I think I'm leaning towards (2), though may change my mind once taken through to its conclusion.
It isn't perfect, but it does allow us to clearly codify all correct behaviours, at the cost
of needing a little use of only-temporary builder-like state inside of some Transactional
objects, both for the prepareToCommit parameters, and also for any return values (like in
SSTableRewriter, or SSTableWriter, where we return the list of readers, or the reader, respectively).

bq. We may want to convert the touched /io tests to take advantage of and exercise the various
writers being Transactional

Yeah. The reader tests probably not, but we should perhaps introduce a special SequentialWriter
test that can work on both kinds of implementation to test the behaviours are consistent with
Transactional. We appear to not have any kind of SSTableWriter test, either. I think that
should be a separate ticket, since its scope is much broader, but perhaps I can introduce
a starter touching just this functionality and file a follow-up.

> Introduce Transactional API for behaviours that can corrupt system state
> ------------------------------------------------------------------------
>                 Key: CASSANDRA-8984
>                 URL:
>             Project: Cassandra
>          Issue Type: Improvement
>          Components: Core
>            Reporter: Benedict
>            Assignee: Benedict
>             Fix For: 2.1.5
>         Attachments: 8984_windows_timeout.txt
> As a penultimate (and probably final for 2.1, if we agree to introduce it there) round
of changes to the internals managing sstable writing, I've introduced a new API called "Transactional"
that I hope will make it much easier to write correct behaviour.

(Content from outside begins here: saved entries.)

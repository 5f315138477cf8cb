//! # Motor Mount
//!
//! Upright plate carrying the belt stepper, joined to a Y-rod mount on its
//! +X side so the rod axis sits level with the motor shaft.
//!
//! The motor bolts to the -Y face of the plate and its pulley turns in front
//! of the +Y face, so the embedded rod mount starts its encasement behind
//! the pulley and both belt runs.

use std::f64::consts::SQRT_2;

use glam::DVec3;
use hbot_catalog::{Catalog, Screw, Stepper};
use hbot_csg::Node;
use tracing::debug;

use config::constants::{GlobalConfig, SCREW_TOLERANCE};

use crate::derive::ensure_dimensions;
use crate::error::PartResult;
use crate::machine::MachineConfig;
use crate::part::{Part, PartKind};
use crate::parts::rod_mount::{YRodMount, YRodMountConfig};
use crate::solids::{cube, hole};

const NAME: &str = "motormount";

/// Settings for [`MotorMount`].
#[derive(Debug, Clone, PartialEq)]
pub struct MotorMountConfig {
    pub stepper: String,
    pub belt: String,
    pub rod_diameter: f64,
    pub mount_length: f64,
    pub belt_separation: f64,
    pub hole_diameter: f64,
    pub clearance: GlobalConfig,
}

impl Default for MotorMountConfig {
    fn default() -> Self {
        let rod_mount = YRodMountConfig::default();
        Self {
            stepper: rod_mount.stepper,
            belt: rod_mount.belt,
            rod_diameter: rod_mount.rod_diameter,
            mount_length: rod_mount.mount_length,
            belt_separation: rod_mount.belt_separation,
            hole_diameter: rod_mount.hole_diameter,
            clearance: rod_mount.clearance,
        }
    }
}

impl MotorMountConfig {
    pub fn from_machine(machine: &MachineConfig) -> PartResult<Self> {
        let rod_mount = YRodMountConfig::from_machine(machine)?;
        Ok(Self {
            stepper: rod_mount.stepper,
            belt: rod_mount.belt,
            rod_diameter: rod_mount.rod_diameter,
            mount_length: rod_mount.mount_length,
            belt_separation: rod_mount.belt_separation,
            hole_diameter: rod_mount.hole_diameter,
            clearance: rod_mount.clearance,
        })
    }

    pub(crate) fn rod_mount(&self) -> YRodMountConfig {
        YRodMountConfig {
            rod_diameter: self.rod_diameter,
            mount_length: self.mount_length,
            stepper: self.stepper.clone(),
            belt: self.belt.clone(),
            belt_separation: self.belt_separation,
            hole_diameter: self.hole_diameter,
            encasement_start: None,
            clearance: self.clearance,
        }
    }
}

/// Stepper plate with an attached Y-rod mount.
#[derive(Debug, Clone)]
pub struct MotorMount {
    pub stepper: Stepper,
    /// Screw size named by the stepper's mounting holes.
    pub motor_screw: Screw,
    pub rod_mount: YRodMount,
    pub plate_thickness: f64,
    construction: Node,
}

impl MotorMount {
    pub fn new(catalog: &dyn Catalog, config: &MotorMountConfig) -> PartResult<Self> {
        let mut rod_mount = YRodMount::new(catalog, &config.rod_mount())?;
        let stepper = rod_mount.stepper.clone();
        let motor_screw = catalog.screw(&stepper.screw_size)?;

        let plate_thickness = motor_screw.head_height * 2.0;
        let encasement_start = plate_thickness + stepper.boss_height + config.belt_separation;
        let screw_margin =
            (stepper.width - stepper.hole_spacing) / 2.0 - motor_screw.head_diameter / 2.0;
        let boss_margin = stepper.hole_spacing * SQRT_2 / 2.0
            - stepper.boss_diameter / 2.0
            - motor_screw.outer_diameter / 2.0;
        // Rod mount pocket, validated under this part's name.
        let pocket_depth = config.mount_length - encasement_start - rod_mount.wall;

        ensure_dimensions(
            NAME,
            &[
                ("plate_thickness", plate_thickness),
                ("encasement_start", encasement_start),
                ("screw_margin", screw_margin),
                ("boss_margin", boss_margin),
                ("pocket_depth", pocket_depth),
            ],
        )?;
        debug!(part = NAME, plate_thickness, encasement_start, "derived motor mount");

        rod_mount.set_encasement_start(encasement_start);
        rod_mount.update()?;

        let mut mount = Self {
            stepper,
            motor_screw,
            rod_mount,
            plate_thickness,
            construction: Node::union([]),
        };
        mount.construction = mount.construct(config)?;
        Ok(mount)
    }

    /// Motor screw axes on the plate face, before the plate is cut.
    pub fn motor_holes(&self) -> [DVec3; 4] {
        let center = self.stepper.width / 2.0;
        let half = self.stepper.hole_spacing / 2.0;
        [
            DVec3::new(center - half, 0.0, center - half),
            DVec3::new(center + half, 0.0, center - half),
            DVec3::new(center - half, 0.0, center + half),
            DVec3::new(center + half, 0.0, center + half),
        ]
    }

    fn construct(&self, config: &MotorMountConfig) -> PartResult<Node> {
        let offset = config.clearance.render_offset;
        let width = self.stepper.width;
        let center = width / 2.0;
        let through = self.plate_thickness + 2.0 * offset;

        let plate = cube(width, self.plate_thickness, width)?;
        let base = cube(width, config.mount_length, self.rod_mount.base_thickness)?;
        let rod_mount = self
            .rod_mount
            .construction()
            .clone()
            .translated(DVec3::new(width, 0.0, 0.0));
        let body = Node::union([plate, base, rod_mount]);

        let mut cuts = vec![hole(self.stepper.boss_diameter / 2.0, through, SCREW_TOLERANCE)?
            .rotated(DVec3::X, -90.0)
            .translated(DVec3::new(center, -offset, center))];
        for location in self.motor_holes() {
            cuts.push(
                hole(self.motor_screw.outer_diameter / 2.0, through, SCREW_TOLERANCE)?
                    .rotated(DVec3::X, -90.0)
                    .translated(location + DVec3::new(0.0, -offset, 0.0)),
            );
        }
        Ok(body.subtract_all(cuts))
    }
}

impl Part for MotorMount {
    fn name(&self) -> &'static str {
        PartKind::MotorMount.name()
    }

    fn construction(&self) -> &Node {
        &self.construction
    }
}

#[cfg(test)]
mod tests {
    use super::*;
    use approx::assert_relative_eq;
    use hbot_catalog::StandardCatalog;

    use crate::error::PartError;

    fn stock() -> MotorMount {
        MotorMount::new(&StandardCatalog::builtin(), &MotorMountConfig::default()).unwrap()
    }

    #[test]
    fn test_rod_mount_encasement_moves_behind_pulley() {
        let mount = stock();
        assert_relative_eq!(mount.plate_thickness, 6.0);
        assert_relative_eq!(mount.rod_mount.encasement_start, 24.0);
        assert_relative_eq!(mount.rod_mount.pocket_depth, 10.0);
    }

    #[test]
    fn test_rod_axis_level_with_shaft() {
        let mount = stock();
        assert_relative_eq!(mount.rod_mount.rod_height, mount.stepper.width / 2.0);
    }

    #[test]
    fn test_plate_cuts() {
        let mount = stock();
        // boss and four motor screws
        assert_eq!(mount.construction().children().len(), 1 + 5);
        let bbox = mount.construction().bounding_box();
        assert_relative_eq!(bbox.max.x, 42.3 + mount.rod_mount.base_width, epsilon = 1e-9);
    }

    #[test]
    fn test_long_belt_separation_overruns_rod_mount() {
        let config = MotorMountConfig {
            belt_separation: 30.0,
            ..MotorMountConfig::default()
        };
        let err = MotorMount::new(&StandardCatalog::builtin(), &config).unwrap_err();
        assert!(matches!(
            err,
            PartError::InvalidDimension {
                part: "motormount",
                name: "pocket_depth",
                ..
            }
        ));
    }

    #[test]
    fn test_short_mount_fails_as_motor_mount() {
        // 26 mm suits a standalone rod mount but not one pushed behind the pulley.
        let config = MotorMountConfig {
            mount_length: 26.0,
            ..MotorMountConfig::default()
        };
        assert!(YRodMount::new(&StandardCatalog::builtin(), &config.rod_mount()).is_ok());

        let err = MotorMount::new(&StandardCatalog::builtin(), &config).unwrap_err();
        match err {
            PartError::InvalidDimension { part, name, value } => {
                assert_eq!(part, "motormount");
                assert_eq!(name, "pocket_depth");
                assert_relative_eq!(value, -2.0);
            }
            other => panic!("unexpected error: {other}"),
        }
    }
}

As things stand we conflate
a lot of behaviours into methods like "close" - the recent changes unpicked some of these,
but didn't go far enough. My proposal here introduces an interface designed to support four
actions (on top of their normal function):
> * prepareToCommit
> * commit
> * abort
> * cleanup
> In normal operation, once we have finished constructing a state change we call prepareToCommit;
once all such state changes are prepared, we call commit. If at any point everything fails,
abort is called. In _either_ case, cleanup is called at the very last.

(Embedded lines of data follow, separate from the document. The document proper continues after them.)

//! # Part Registry
//!
//! The [`Part`] trait shared by every generator, and a name-keyed registry
//! used by the command-line driver.

use std::fmt;
use std::str::FromStr;

use hbot_catalog::Catalog;
use hbot_csg::Node;

use crate::error::{PartError, PartResult};
use crate::machine::MachineConfig;
use crate::parts::{
    BeltClamp, BeltClampConfig, BeltRetainer, BeltRetainerConfig, DrillTemplate,
    DrillTemplateConfig, LinearBearingHolder, LinearBearingHolderConfig, MotorMount,
    MotorMountConfig, XCarriage, XCarriageConfig, YBearingMount, YBearingMountConfig, YCarriage,
    YCarriageConfig, YCarriageEndCap, YCarriageEndCapConfig, YRodMount, YRodMountConfig,
};

/// A generated part.
pub trait Part {
    /// File-name friendly part name.
    fn name(&self) -> &'static str;

    /// Root of the part's CSG tree.
    fn construction(&self) -> &Node;
}

/// Every part the generator knows how to build.
#[derive(Debug, Clone, Copy, PartialEq, Eq, Hash)]
pub enum PartKind {
    LinearBearingHolder,
    XCarriage,
    YCarriage,
    YCarriageEndCap,
    YRodMount,
    MotorMount,
    YBearingMount,
    BeltClamp,
    BeltRetainer,
    DrillTemplate,
}

impl PartKind {
    /// All parts, in build order.
    pub const ALL: [PartKind; 10] = [
        PartKind::LinearBearingHolder,
        PartKind::XCarriage,
        PartKind::YCarriage,
        PartKind::YCarriageEndCap,
        PartKind::YRodMount,
        PartKind::MotorMount,
        PartKind::YBearingMount,
        PartKind::BeltClamp,
        PartKind::BeltRetainer,
        PartKind::DrillTemplate,
    ];

    /// Name used for scene files and on the command line.
    pub fn name(self) -> &'static str {
        match self {
            PartKind::LinearBearingHolder => "linearbearingholder",
            PartKind::XCarriage => "xcarriage",
            PartKind::YCarriage => "ycarriage",
            PartKind::YCarriageEndCap => "ycarriageendcap",
            PartKind::YRodMount => "yrodmount",
            PartKind::MotorMount => "motormount",
            PartKind::YBearingMount => "ybearingmount",
            PartKind::BeltClamp => "beltclamp",
            PartKind::BeltRetainer => "beltretainer",
            PartKind::DrillTemplate => "drilltemplate",
        }
    }
}

impl fmt::Display for PartKind {
    fn fmt(&self, f: &mut fmt::Formatter<'_>) -> fmt::Result {
        f.write_str(self.name())
    }
}

impl FromStr for PartKind {
    type Err = PartError;

    fn from_str(s: &str) -> Result<Self, Self::Err> {
        let wanted = s.to_ascii_lowercase().replace(['-', '_'], "");
        PartKind::ALL
            .into_iter()
            .find(|kind| kind.name() == wanted)
            .ok_or_else(|| PartError::UnknownPart(s.to_string()))
    }
}

/// Builds `kind` for `machine`, resolving hardware through `catalog`.
///
/// ## Example
///
/// ```rust
/// use hbot_catalog::StandardCatalog;
/// use hbot_parts::{build_part, MachineConfig, PartKind};
///
/// let catalog = StandardCatalog::builtin();
/// let machine = MachineConfig::default();
/// for kind in PartKind::ALL {
///     let part = build_part(kind, &catalog, &machine).unwrap();
///     assert_eq!(part.name(), kind.name());
/// }
/// ```
pub fn build_part(
    kind: PartKind,
    catalog: &dyn Catalog,
    machine: &MachineConfig,
) -> PartResult<Box<dyn Part>> {
    let part: Box<dyn Part> = match kind {
        PartKind::LinearBearingHolder => Box::new(LinearBearingHolder::new(
            catalog,
            &LinearBearingHolderConfig::from_machine(machine)?,
        )?),
        PartKind::XCarriage => Box::new(XCarriage::new(
            catalog,
            &XCarriageConfig::from_machine(machine)?,
        )?),
        PartKind::YCarriage => Box::new(YCarriage::new(
            catalog,
            &YCarriageConfig::from_machine(machine)?,
        )?),
        PartKind::YCarriageEndCap => Box::new(YCarriageEndCap::new(
            catalog,
            &YCarriageEndCapConfig::from_machine(machine)?,
        )?),
        PartKind::YRodMount => Box::new(YRodMount::new(
            catalog,
            &YRodMountConfig::from_machine(machine)?,
        )?),
        PartKind::MotorMount => Box::new(MotorMount::new(
            catalog,
            &MotorMountConfig::from_machine(machine)?,
        )?),
        PartKind::YBearingMount => Box::new(YBearingMount::new(
            catalog,
            &YBearingMountConfig::from_machine(machine)?,
        )?),
        PartKind::BeltClamp => Box::new(BeltClamp::new(
            catalog,
            &BeltClampConfig::from_machine(machine)?,
        )?),
        PartKind::BeltRetainer => Box::new(BeltRetainer::new(
            catalog,
            &BeltRetainerConfig::from_machine(machine)?,
        )?),
        PartKind::DrillTemplate => Box::new(DrillTemplate::new(
            catalog,
            &DrillTemplateConfig::from_machine(machine)?,
        )?),
    };
    Ok(part)
}

#[cfg(test)]
mod tests {
    use super::*;

    #[test]
    fn test_names_parse_back() {
        for kind in PartKind::ALL {
            assert_eq!(kind.name().parse::<PartKind>().unwrap(), kind);
        }
    }

    #[test]
    fn test_parse_is_lenient_about_case_and_separators() {
        assert_eq!("X-Carriage".parse::<PartKind>().unwrap(), PartKind::XCarriage);
        assert_eq!("belt_clamp".parse::<PartKind>().unwrap(), PartKind::BeltClamp);
    }

    #[test]
    fn test_unknown_name_is_rejected() {
        let err = "zcarriage".parse::<PartKind>().unwrap_err();
        assert!(matches!(err, PartError::UnknownPart(name) if name == "zcarriage"));
    }
}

> These transactional objects are all AutoCloseable, with the behaviour being to rollback
any changes unless commit has completed successfully.

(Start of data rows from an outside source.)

//! # hbot CSG
//!
//! Constructive solid geometry model for the printable parts of an H-bot
//! motion carriage.
//!
//! ## Architecture
//!
//! ```text
//! Primitive ─┐
//!            ├─ Node (placed, owned) ─ union / hull / intersection / subtract ─ Node
//! Composite ─┘                                                              │
//!                                                         export::to_scene ─┘ → JSON
//! ```
//!
//! Nodes are plain owned values. Combinators consume their operands, so a
//! sub-tree placed twice has to be cloned first and the two placements can
//! never alias.
//!
//! ## Example
//!
//! ```rust
//! use glam::DVec3;
//! use hbot_csg::{Node, Primitive};
//!
//! let plate: Node = Primitive::cube(DVec3::new(20.0, 10.0, 3.0)).unwrap().into();
//! let hole: Node = Primitive::hole(1.5, 3.2).unwrap().into();
//! let part = plate.subtract(hole.translated(DVec3::new(10.0, 5.0, -0.1)));
//! assert_eq!(part.primitive_count(), 2);
//! ```

pub mod bounds;
pub mod error;
pub mod export;
pub mod node;
pub mod primitive;
pub mod shapes;
pub mod transform;

// Re-export public API
pub use bounds::BoundingBox;
pub use error::{CsgError, CsgResult};
pub use export::{from_json, to_json, to_scene, write_scene, SceneNode};
pub use node::{Composite, Node, Operator};
pub use primitive::{Primitive, Shape};
pub use transform::{Placement, Rotation};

> The changes are actually less invasive than it might sound, since we did recently introduce
abort in some places, as well as have commit like methods. This simply formalises the behaviour,
and makes it consistent between all objects that interact in this way. Much of the code change
is boilerplate, such as moving an object into a try-declaration, although the change is still
non-trivial. What it _does_ do is eliminate a _lot_ of special casing that we have had since
2.1 was released. The data tracker API changes and compaction leftover cleanups should finish
the job with making this much easier to reason about, but this change I think is worthwhile
considering for 2.1, since we've just overhauled this entire area (and not released these
changes), and this change is essentially just the finishing touches, so the risk is minimal
and the potential gains reasonably significant.